In lieu of an abstract, here is a brief excerpt of the content:

differences: A Journal of Feminist Cultural Studies 12.3 (2001) 1-32



[Access article in PDF]

"There is no Gomorrah": Narrative Ethics in Feminist and Queer Theory

Lynne Huffer


Colette in Gomorrah

In her 1941 work, The Pure and the Impure, Colette offers a series of oblique reflections on gender, sexuality, artistic creation, and the ethical questions that link individual expression to a social context of evaluation, judgment, history, and culture. She does this through an exploration of pleasure--the realm of the sexual and the aesthetic--in a kind of guided tour of the Parisian artistic underworld of the early twentieth century. In particular, Colette's portrayal of a French modernist version of Sodom and Gomorrah highlights an all-too-familiar tension between rigid moral judgment and the seemingly infinite diversity of sexual expression; 1 more specifically, in a passage that explicitly reinvokes the Biblical story of the Cities of the Plain, Colette confronts a narrative that, since the Middle Ages, has buttressed the edifice of moral purity against the purportedly impure dangers of sexual otherness. What she says is somewhat surprising: "There is no Gomorrah. [. . .] Intact, enormous, eternal, Sodom looks down from its heights upon its puny counterfeit" (131-32 translation modified).
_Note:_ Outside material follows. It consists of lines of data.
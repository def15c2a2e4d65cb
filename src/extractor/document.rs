/// Document decoding and processing
///
/// Uploaded documents are decoded to raw text and run through the contact extractor on
/// the blocking thread pool. If the caller stops waiting, the result is simply dropped
/// and nothing downstream (such as lead creation) happens.

use crate::extractor::{ContactExtractor, ExtractedContact};
use std::{fmt, sync::Arc};
use thiserror::Error;

/// Document processing error
#[derive(Debug, Error)]
pub enum DocumentError {
    /// Content type the service cannot read
    #[error("unsupported document type: {0}")]
    UnsupportedFormat(String),

    /// Image uploaded but no OCR engine is wired in
    #[error("no OCR engine configured for image documents")]
    OcrUnavailable,

    /// The bytes could not be turned into text
    #[error("failed to decode document: {0}")]
    Decode(String),

    /// The blocking task panicked or was cancelled
    #[error("document processing task failed: {0}")]
    Task(#[from] tokio::task::JoinError),
}

/// Supported document families
#[derive(Debug, Clone, Copy, PartialEq, Eq)]
pub enum DocumentKind {
    Pdf,
    Image,
    Text,
}

impl DocumentKind {
    /// Classify a `Content-Type` header value (parameters are ignored)
    pub fn from_content_type(content_type: &str) -> Result<Self, DocumentError> {
        let essence = content_type
            .split(';')
            .next()
            .unwrap_or_default()
            .trim()
            .to_ascii_lowercase();

        if essence == "application/pdf" {
            Ok(DocumentKind::Pdf)
        } else if essence.starts_with("image/") {
            Ok(DocumentKind::Image)
        } else if essence.starts_with("text/") {
            Ok(DocumentKind::Text)
        } else {
            Err(DocumentError::UnsupportedFormat(content_type.to_string()))
        }
    }
}

/// "Decode document to raw text", the only contract expected from PDF and OCR engines
pub trait TextDecoder: Send + Sync + fmt::Debug {
    fn decode(&self, bytes: &[u8]) -> Result<String, DocumentError>;
}

/// Text layer of every page via lopdf, one line per page
#[derive(Debug, Default)]
pub struct PdfTextDecoder;

impl TextDecoder for PdfTextDecoder {
    fn decode(&self, bytes: &[u8]) -> Result<String, DocumentError> {
        let document = lopdf::Document::load_mem(bytes)
            .map_err(|e| DocumentError::Decode(format!("invalid PDF: {}", e)))?;

        let mut text = String::new();
        for page_number in document.get_pages().keys() {
            let page_text = document
                .extract_text(&[*page_number])
                .map_err(|e| DocumentError::Decode(format!("page {}: {}", page_number, e)))?;
            text.push_str(page_text.trim_end());
            text.push('\n');
        }

        Ok(text)
    }
}

/// UTF-8 text, decoded lossily
#[derive(Debug, Default)]
pub struct PlainTextDecoder;

impl TextDecoder for PlainTextDecoder {
    fn decode(&self, bytes: &[u8]) -> Result<String, DocumentError> {
        Ok(String::from_utf8_lossy(bytes).into_owned())
    }
}

/// Decodes uploaded documents and extracts a contact from them
#[derive(Debug, Clone)]
pub struct DocumentProcessor {
    extractor: Arc<ContactExtractor>,
    pdf: Arc<dyn TextDecoder>,
    text: Arc<dyn TextDecoder>,
    /// External OCR engine; images are rejected without one
    ocr: Option<Arc<dyn TextDecoder>>,
}

impl DocumentProcessor {
    pub fn new(extractor: Arc<ContactExtractor>) -> Self {
        Self {
            extractor,
            pdf: Arc::new(PdfTextDecoder),
            text: Arc::new(PlainTextDecoder),
            ocr: None,
        }
    }

    /// Plug in an OCR engine for image documents
    pub fn with_ocr(mut self, ocr: Arc<dyn TextDecoder>) -> Self {
        self.ocr = Some(ocr);
        self
    }

    pub fn extractor(&self) -> &ContactExtractor {
        &self.extractor
    }

    fn decoder_for(&self, kind: DocumentKind) -> Result<Arc<dyn TextDecoder>, DocumentError> {
        match kind {
            DocumentKind::Pdf => Ok(Arc::clone(&self.pdf)),
            DocumentKind::Text => Ok(Arc::clone(&self.text)),
            DocumentKind::Image => self.ocr.clone().ok_or(DocumentError::OcrUnavailable),
        }
    }

    /// Decode `bytes` and extract a contact on the blocking pool
    pub async fn process(
        &self,
        kind: DocumentKind,
        bytes: Vec<u8>,
    ) -> Result<Option<ExtractedContact>, DocumentError> {
        let decoder = self.decoder_for(kind)?;
        let extractor = Arc::clone(&self.extractor);

        tracing::info!("📄 Processing {:?} document ({} bytes)", kind, bytes.len());
        let outcome = tokio::task::spawn_blocking(move || -> Result<_, DocumentError> {
            let text = decoder.decode(&bytes)?;
            tracing::debug!("Decoded {} chars of text", text.chars().count());
            Ok(extractor.extract(&text))
        })
        .await?;

        outcome
    }
}
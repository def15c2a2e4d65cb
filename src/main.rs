/// Leadflow: lead management with document contact extraction
///
/// Main entry point for the Leadflow server. Loads configuration from the environment
/// and starts the HTTP server.

use leadflow::{config::Config, server::start_server};

/// Application entry point
///
/// The server provides:
/// - Lead management API at /api/leads/*
/// - Workflow definitions at /api/workflows/*
/// - Document contact extraction at /api/documents/*
/// - Health check at /healthz
#[tokio::main]
async fn main() -> Result<(), Box<dyn std::error::Error>> {
    // Load configuration (defaults to 0.0.0.0:5000 with in-memory storage)
    let config = Config::default();

    start_server(config).await?;

    Ok(())
}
Admittedly, this passage is troubling, and in fact it has haunted me for over fifteen years, despite the fact that I've chewed on it, written [End Page 1] about it, and repeatedly discussed it with my colleagues and students. 2 To be sure, the mere mention of the names, Sodom and Gomorrah, is enough to haunt anyone, myself included, who falls outside the most rigid definition of sexual norms. 3 So when Colette reinvokes the paradigmatic Biblical story about the righteous punishment of "sinners against the Lord," she reinscribes a narrative that has justified and sustained centuries of hatred, exclusion, and homophobic violence. Of course, that is not all there is to the story, especially for Colette. Obviously enough, it is not just the narrative from Genesis, but rather its particular form in Colette's retelling of it, that produces the feeling of a haunting--of a text that, like a ghost, literally returns again and again. On one abstract, theoretical level, the retold story as revenant simply serves as a reminder of a general principle about the production of signification itself, namely the sedimentation of meaning that occurs as a result of repetition. But the ghost of Colette also points to a more important principle of language whose consequences are not at all abstract: namely, that repetition occurs, through time, with a difference.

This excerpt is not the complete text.